Reston 2020 Comments on Draft Maps (Feb. 13, 2015) at 1 (emphasis in original).  Reston 2020 made similar suggestions regarding the draft Reston Parks, Recreation and Open Space map, and the Existing Trails map.  Id. at 2.

Unfortunately, Reston 2020’s comments and suggestions regarding the handling of open space are not reflected in the final staff-recommended drafts.   The staff report and revised plan text continue to state the maps are complete, but open spaces in cluster and condo neighborhoods were not added, nor are there new notes advising readers that open space graphic representations are incomplete.  In fact, the staff report flatly states that all open space is shown, stating

All Public Parks, Private Recreation, and Private Open Space[s] are now reflected in Reston’s Land Use Map and are further detailed in the Parks and Open Space Map.  More parks & recreation facilities and open space are included in the Reston Land Use Map. 

Staff Report at page 7 of 12 (emphasis added).[1]  The draft comprehensive plan text is only slightly less emphatic.  It continues say the “Reston Land Use map identifies property owned by Reston Association, cluster or condominium associations, other private owners, Northern Virginia Regional Park Authority and Fairfax County.”  Appendix A, PDF at 22-23 of 93.  It also states that,

Reston’s Parks, Recreation and Open Spaces are shown on the map below (Figure 13 (sic)).  The map is an elaboration of the Reston Land Use Map (Figure 4) displaying the parks, recreation and open spaces as described in the Community-wide Land Use section in more detail.  Reston’s Park, Recreation and Open Space map distinguishes between Reston Association’s parks and open spaces, and all other parks, recreation and open spaces in Reston

Appendix A at 43.

                As this discussion aptly demonstrates, the plan’s handling of the open space issue is misleading, at best.  Not only are both the staff report and plan text inaccurate when they state that all private open space is included, but the three maps are not complete because they do not designate all existing open space sites in Reston.

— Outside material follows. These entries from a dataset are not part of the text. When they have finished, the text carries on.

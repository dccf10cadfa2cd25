//! Static overrides (tier 1)
//!
//! Five manually maintained maps, loaded once from YAML and immutable after.
//! Checked in priority order: plan code, account number, hardcoded plan-code
//! special cases, customer name, account name.

use serde::Deserialize;
use std::collections::HashMap;
use std::path::Path;

use crate::error::{ConfigError, ConfigResult};
use crate::normalize::NormalizationService;
use crate::types::NormalizedRequest;

/// Override file layout; every map is optional
#[derive(Debug, Clone, Default, Deserialize)]
#[serde(deny_unknown_fields)]
pub struct OverrideConfig {
    #[serde(default)]
    pub plan_code: HashMap<String, String>,
    #[serde(default)]
    pub account_number: HashMap<String, String>,
    #[serde(default)]
    pub hardcode: HashMap<String, String>,
    #[serde(default)]
    pub customer_name: HashMap<String, String>,
    #[serde(default)]
    pub account_name: HashMap<String, String>,
}

/// Override hit
#[derive(Debug, Clone, PartialEq)]
pub struct OverrideMatch {
    pub company_id: String,
    /// Which map produced the hit
    pub map: &'static str,
}

#[derive(Debug, Clone, Default)]
pub struct StaticOverrideStore {
    plan_code: HashMap<String, String>,
    account_number: HashMap<String, String>,
    hardcode: HashMap<String, String>,
    customer_name: HashMap<String, String>,
    account_name: HashMap<String, String>,
}

impl StaticOverrideStore {
    /// Load from a YAML file. A missing or malformed file is fatal.
    pub fn load_from_file(path: &Path) -> ConfigResult<Self> {
        if !path.exists() {
            return Err(ConfigError::MissingOverrideSource {
                path: path.display().to_string(),
            });
        }
        let content = std::fs::read_to_string(path).map_err(|e| ConfigError::OverrideIo {
            path: path.display().to_string(),
            source: e,
        })?;
        let store = Self::load_from_str(&content)?;
        tracing::info!(path = %path.display(), entries = store.len(), "Loaded static overrides");
        Ok(store)
    }

    pub fn load_from_str(yaml: &str) -> ConfigResult<Self> {
        // an empty document is a valid (empty) override set
        let config: OverrideConfig = if yaml.trim().is_empty() {
            OverrideConfig::default()
        } else {
            serde_yaml::from_str(yaml)
                .map_err(|e| ConfigError::InvalidOverrideSource(e.to_string()))?
        };
        Self::from_config(config, &NormalizationService::new())
    }

    /// Build from parsed maps. Keys are trimmed; customer names are normalized.
    pub fn from_config(
        config: OverrideConfig,
        normalizer: &NormalizationService,
    ) -> ConfigResult<Self> {
        Ok(Self {
            plan_code: prepare("plan_code", config.plan_code, |k| k.trim().to_string())?,
            account_number: prepare("account_number", config.account_number, |k| {
                k.trim().to_string()
            })?,
            hardcode: prepare("hardcode", config.hardcode, |k| k.trim().to_string())?,
            customer_name: prepare("customer_name", config.customer_name, |k| {
                normalizer.normalize(k)
            })?,
            account_name: prepare("account_name", config.account_name, |k| {
                k.trim().to_string()
            })?,
        })
    }

    pub fn len(&self) -> usize {
        self.plan_code.len()
            + self.account_number.len()
            + self.hardcode.len()
            + self.customer_name.len()
            + self.account_name.len()
    }

    pub fn is_empty(&self) -> bool {
        self.len() == 0
    }

    /// First hit across the five maps, in priority order
    pub fn lookup(&self, request: &NormalizedRequest) -> Option<OverrideMatch> {
        let probes: [(&'static str, &HashMap<String, String>, Option<&String>); 5] = [
            ("plan_code", &self.plan_code, request.plan_code.as_ref()),
            (
                "account_number",
                &self.account_number,
                request.account_number.as_ref(),
            ),
            ("hardcode", &self.hardcode, request.plan_code.as_ref()),
            (
                "customer_name",
                &self.customer_name,
                request.customer_name.as_ref(),
            ),
            ("account_name", &self.account_name, request.account_name.as_ref()),
        ];

        probes.into_iter().find_map(|(map, table, key)| {
            table.get(key?).map(|id| OverrideMatch {
                company_id: id.clone(),
                map,
            })
        })
    }
}

fn prepare(
    map: &str,
    raw: HashMap<String, String>,
    key_fn: impl Fn(&str) -> String,
) -> ConfigResult<HashMap<String, String>> {
    let mut out = HashMap::with_capacity(raw.len());
    for (key, id) in raw {
        let id = id.trim().to_string();
        if id.is_empty() {
            return Err(ConfigError::EmptyOverrideId {
                map: map.to_string(),
                key,
            });
        }
        let prepared = key_fn(&key);
        if prepared.is_empty() {
            tracing::warn!(map, key = %key, "Override key is blank after preparation, skipping");
            continue;
        }
        out.insert(prepared, id);
    }
    Ok(out)
}
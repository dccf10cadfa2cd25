//! Deterministic fallback identifiers
//!
//! `TMP-` + base32(HMAC-SHA256(salt, normalized_name)[..10]).
//! 80 bits of digest keeps collisions negligible at spreadsheet scale while the
//! identifier stays short enough to eyeball in a join.

use data_encoding::BASE32_NOPAD;
use hmac::{Hmac, Mac};
use sha2::Sha256;

use crate::error::ConfigError;

type HmacSha256 = Hmac<Sha256>;

/// Literal prefix separating synthetic identifiers from registry ones
pub const TEMP_ID_PREFIX: &str = "TMP-";

/// Bytes of the digest kept in the identifier
const DIGEST_PREFIX_LEN: usize = 10;

/// Minimum salt length accepted at startup
pub const MIN_SALT_LEN: usize = 16;

/// Compute the fallback identifier for a normalized name.
///
/// Pure: the same `(normalized_name, salt)` pair always yields the same output.
/// Changing the salt changes every identifier ever generated.
pub fn generate(normalized_name: &str, salt: &str) -> String {
    // HMAC pads or hashes the key to block size, so no length is rejected
    let mut mac =
        HmacSha256::new_from_slice(salt.as_bytes()).expect("HMAC accepts keys of any length");
    mac.update(normalized_name.as_bytes());
    let digest = mac.finalize().into_bytes();
    format!(
        "{}{}",
        TEMP_ID_PREFIX,
        BASE32_NOPAD.encode(&digest[..DIGEST_PREFIX_LEN])
    )
}

/// Whether an identifier was minted by [`generate`]
pub fn is_temp_id(company_id: &str) -> bool {
    company_id.starts_with(TEMP_ID_PREFIX)
}

/// Salt-bound generator, validated once at startup
#[derive(Clone)]
pub struct TempIdGenerator {
    salt: String,
}

impl TempIdGenerator {
    pub fn new(salt: impl Into<String>) -> Result<Self, ConfigError> {
        let salt = salt.into();
        if salt.trim().is_empty() {
            return Err(ConfigError::MissingSalt);
        }
        if salt.len() < MIN_SALT_LEN {
            return Err(ConfigError::WeakSalt {
                min_len: MIN_SALT_LEN,
            });
        }
        Ok(Self { salt })
    }

    pub fn generate(&self, normalized_name: &str) -> String {
        generate(normalized_name, &self.salt)
    }
}

impl std::fmt::Debug for TempIdGenerator {
    fn fmt(&self, f: &mut std::fmt::Formatter<'_>) -> std::fmt::Result {
        f.debug_struct("TempIdGenerator")
            .field("salt", &"<redacted>")
            .finish()
    }
}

                Therefore, we request (1) that the draft comprehensive plan text for Reston (and accompanying maps) be revised to correct these errors, and (2) that the accompanying draft land use, open space and trails maps be updated to include all existing private open space, including open space owned by clusters and condominium associations.  If the addition of missing private open space on the maps proves logistically impossible, at a minimum notes added to both the plan text and map legends to reflect that not all open space is shown.

                Thank you in advance for your consideration.  Should you have any questions, please feel free to contact me.

Sincerely,
    --s--
Terry Maynard
Reston 2020 Committee


CC:
Fred Selden, C/DPZ
Heidi Merkel, DPZ
Faheem Darab, DPZ


[1]  The draft land use maps are Figures 4, 5 and 6.  The draft parks, recreation and open space map is Figure 14.  The existing trails map, which also includes open space designations, is Figure 13.